Thieleman J. Van Braght, Martyrs Mirror

7. Of Personal Succession

Personal Succession

As a great building, house, or castle, can be considered, firstly, with regard to it as a whole, and, secondly, with respect to its different parts, so also the whole church of Christ can properly be considered: firstly, in the whole or in general, as comprising all the congregations in the whole world, which have in common the most holy faith, and the practice, which, according to God’s holy Word, must follow therefrom; secondly, in any particular part of the same, as, this or that church which is in accord with it, as for instance, the church at Amsterdam, Harlem, Dort, etc.

Likewise there is also (or, certainly can be) a twofold personal succession: (1) a general, (2) a particular one. By the general is understood that succession, which has been, in general, throughout the whole world, through a succession of true teachers, whether few or many, according to the opportunity of the times; who have rightly taught the truth, and propagated it according to their ability; concerning which (touching their doctrine, especially in regard to holy baptism, etc.) we have shown, which the true succession is, which, together with the observance of all the other commandments of Jesus Christ, is recognized by us, according to the promise of the Lord given to the true teachers, Matt. 28:20.

By the particular succession is understood the succession of teachers, from person to person, in a particular church, at a separate place, and sitting on a throne prepared for this purpose, as for in- stance, at Constantinople, of which the Greeks boast; but principally at Rome, about which the Latins, that is, the papists, make a great ado. But concerning this there is no promise, law, or commandment to be found in the whole Gospel, and we, therefore, pass on. [The twelve tribes of Israel, considered as a whole, were but one church; but with respect to certain parts who had remained on the other side of the Jordan, namely, Reuben, Gad, and the half tribe of Manasseli (Josh. 22 :l-5); the tribes of Judah and Benjamin, who dwelt in Jerusalem, and formed also a part; and the residue of the multitude of Israel, who dwelt by the cities of Samaria, it could very properly be said, that Israel consisted of three churches: (1) on the other side of Jordan; (2) at Jerusalem; (3) in Samaria, etc.
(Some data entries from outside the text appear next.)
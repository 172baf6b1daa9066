//! Business logic and port definitions for agentgate.
//!
//! This crate defines the "ports" (repository and connector traits) that the
//! infrastructure layer implements, plus the gateway tools and the agent
//! runtime built on them. It depends only on `agentgate-types` -- never on
//! `agentgate-infra` or any network/store crate.

pub mod agent;
pub mod gateway;
pub mod llm;
pub mod memory;
pub mod session;

#[cfg(test)]
pub(crate) mod testing;
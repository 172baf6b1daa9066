//! Application error type mapping to HTTP status codes and envelope format.

use axum::Json;
use axum::extract::rejection::JsonRejection;
use axum::http::StatusCode;
use axum::response::{IntoResponse, Response};

use agentgate_types::error::{AgentError, GatewayError};
use agentgate_types::llm::LlmError;

use super::response::{ErrorEnvelope, RequestMeta};

/// Application-level error that maps to HTTP responses.
#[derive(Debug)]
pub enum AppError {
    /// Agent, LLM, gateway or store failure.
    Agent(AgentError),
    /// Malformed request body or empty fields.
    Validation(String),
    /// The invocation exceeded `APP__REQUEST_TIMEOUT_SECS`.
    Timeout(u64),
}

impl From<AgentError> for AppError {
    fn from(e: AgentError) -> Self {
        AppError::Agent(e)
    }
}

impl From<JsonRejection> for AppError {
    fn from(e: JsonRejection) -> Self {
        AppError::Validation(e.body_text())
    }
}

impl AppError {
    pub fn status_and_code(&self) -> (StatusCode, &'static str) {
        match self {
            AppError::Validation(_) | AppError::Agent(AgentError::Validation(_)) => {
                (StatusCode::BAD_REQUEST, "VALIDATION_ERROR")
            }
            AppError::Timeout(_) => (StatusCode::GATEWAY_TIMEOUT, "AGENT_TIMEOUT"),
            AppError::Agent(AgentError::SessionNotFound(_)) => {
                (StatusCode::NOT_FOUND, "SESSION_NOT_FOUND")
            }
            AppError::Agent(AgentError::Llm(LlmError::Timeout(_)))
            | AppError::Agent(AgentError::Gateway(GatewayError::Timeout(_))) => {
                (StatusCode::GATEWAY_TIMEOUT, "UPSTREAM_TIMEOUT")
            }
            AppError::Agent(AgentError::Llm(_)) => (StatusCode::BAD_GATEWAY, "LLM_ERROR"),
            AppError::Agent(AgentError::Gateway(_)) => (StatusCode::BAD_GATEWAY, "GATEWAY_ERROR"),
            AppError::Agent(AgentError::Repository(_)) => {
                (StatusCode::SERVICE_UNAVAILABLE, "STORE_ERROR")
            }
            AppError::Agent(AgentError::ToolRoundsExceeded(_)) => {
                (StatusCode::INTERNAL_SERVER_ERROR, "AGENT_ERROR")
            }
        }
    }

    fn message(&self) -> String {
        match self {
            AppError::Agent(e) => e.to_string(),
            AppError::Validation(msg) => msg.clone(),
            AppError::Timeout(secs) => format!("agent did not answer within {secs}s"),
        }
    }

    /// Attach the request's id and timing.
    pub fn with_meta(self, meta: &RequestMeta) -> ApiError {
        ApiError {
            error: self,
            meta: meta.clone(),
        }
    }
}

/// An `AppError` with the metadata of the request that failed.
#[derive(Debug)]
pub struct ApiError {
    pub error: AppError,
    pub meta: RequestMeta,
}

impl IntoResponse for ApiError {
    fn into_response(self) -> Response {
        let (status, code) = self.error.status_and_code();
        let message = self.error.message();
        if status.is_server_error() {
            tracing::error!(request_id = %self.meta.request_id, code, %message, "request failed");
        } else {
            tracing::debug!(request_id = %self.meta.request_id, code, %message, "request rejected");
        }
        (status, Json(ErrorEnvelope::new(&self.meta, code, message))).into_response()
    }
}

impl IntoResponse for AppError {
    fn into_response(self) -> Response {
        self.with_meta(&RequestMeta::start()).into_response()
    }
}

#[cfg(test)]
mod tests {
    use super::*;
    use agentgate_types::error::RepositoryError;

    #[test]
    fn test_status_mapping() {
        let cases = [
            (AppError::Validation("bad".into()), StatusCode::BAD_REQUEST),
            (AgentError::Validation("empty".into()).into(), StatusCode::BAD_REQUEST),
            (AppError::Timeout(120), StatusCode::GATEWAY_TIMEOUT),
            (AgentError::SessionNotFound("s1".into()).into(), StatusCode::NOT_FOUND),
            (AgentError::Llm(LlmError::Timeout(60)).into(), StatusCode::GATEWAY_TIMEOUT),
            (
                AgentError::Llm(LlmError::Provider { message: "boom".into() }).into(),
                StatusCode::BAD_GATEWAY,
            ),
            (
                AgentError::Gateway(GatewayError::UnknownServer("x".into())).into(),
                StatusCode::BAD_GATEWAY,
            ),
            (
                AgentError::Repository(RepositoryError::Connection("refused".into())).into(),
                StatusCode::SERVICE_UNAVAILABLE,
            ),
            (AgentError::ToolRoundsExceeded(10).into(), StatusCode::INTERNAL_SERVER_ERROR),
        ];
        for (error, expected) in cases {
            let (status, _) = error.status_and_code();
            assert_eq!(status, expected, "{error:?}");
        }
    }

    #[test]
    fn test_timeout_code() {
        assert_eq!(AppError::Timeout(5).status_and_code().1, "AGENT_TIMEOUT");
        assert!(AppError::Timeout(5).message().contains("5s"));
    }
}
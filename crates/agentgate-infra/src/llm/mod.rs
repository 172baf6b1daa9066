//! LLM provider implementations.
//!
//! Contains the concrete implementation of the [`LlmProvider`] trait defined
//! in `agentgate-core` and the factory that builds it from settings.
//!
//! [`LlmProvider`]: agentgate_core::llm::provider::LlmProvider

pub mod openai_compat;

use agentgate_core::llm::box_provider::BoxLlmProvider;
use agentgate_types::config::ModelSettings;
use agentgate_types::llm::LlmError;

use self::openai_compat::OpenAiCompatibleProvider;
use self::openai_compat::config::OpenAiCompatConfig;

/// Create the [`BoxLlmProvider`] described by `AGENT__MODEL__*`.
pub fn build_provider(settings: &ModelSettings) -> Result<BoxLlmProvider, LlmError> {
    let provider = OpenAiCompatibleProvider::new(OpenAiCompatConfig::from_settings(settings))?;
    tracing::debug!(
        model = %settings.name,
        base_url = %settings.base_url,
        "configured OpenAI-compatible provider"
    );
    Ok(BoxLlmProvider::new(provider))
}
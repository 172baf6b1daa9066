//! LlmProvider trait definition.
//!
//! This is the core abstraction that every chat completion backend
//! implements. Uses RPITIT for `complete`; `BoxLlmProvider` erases the type
//! for runtime selection.

use agentgate_types::llm::{CompletionRequest, CompletionResponse, LlmError, ProviderCapabilities};

/// Trait for LLM provider backends.
///
/// Uses native async fn in traits (RPITIT, Rust 2024 edition).
///
/// Implementations live in agentgate-infra (e.g., `OpenAiCompatibleProvider`).
pub trait LlmProvider: Send + Sync {
    /// Human-readable provider name (e.g., "openai_compatible").
    fn name(&self) -> &str;

    /// What this provider supports (tool calling, context size).
    fn capabilities(&self) -> &ProviderCapabilities;

    /// Send a completion request and receive the full response.
    fn complete(
        &self,
        request: &CompletionRequest,
    ) -> impl std::future::Future<Output = Result<CompletionResponse, LlmError>> + Send;
}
Even so there is but one church, which, keeping the true faith, is scattered over many places; but with respect to the multiplicity of places where they dwell, they may be called “many churches.”]

Thieleman J. Van Braght (1625-1664) was an Anabaptist who is best known for writing a history of the Christian witness throughout the centuries entitled “The Bloody Theater or Martyrs Mirror of the Defenseless Christians who baptized only upon confession of faith, and who suffered and died for the testimony of Jesus, their Saviour, from the time of Christ to the year A.D. 1660” (1660).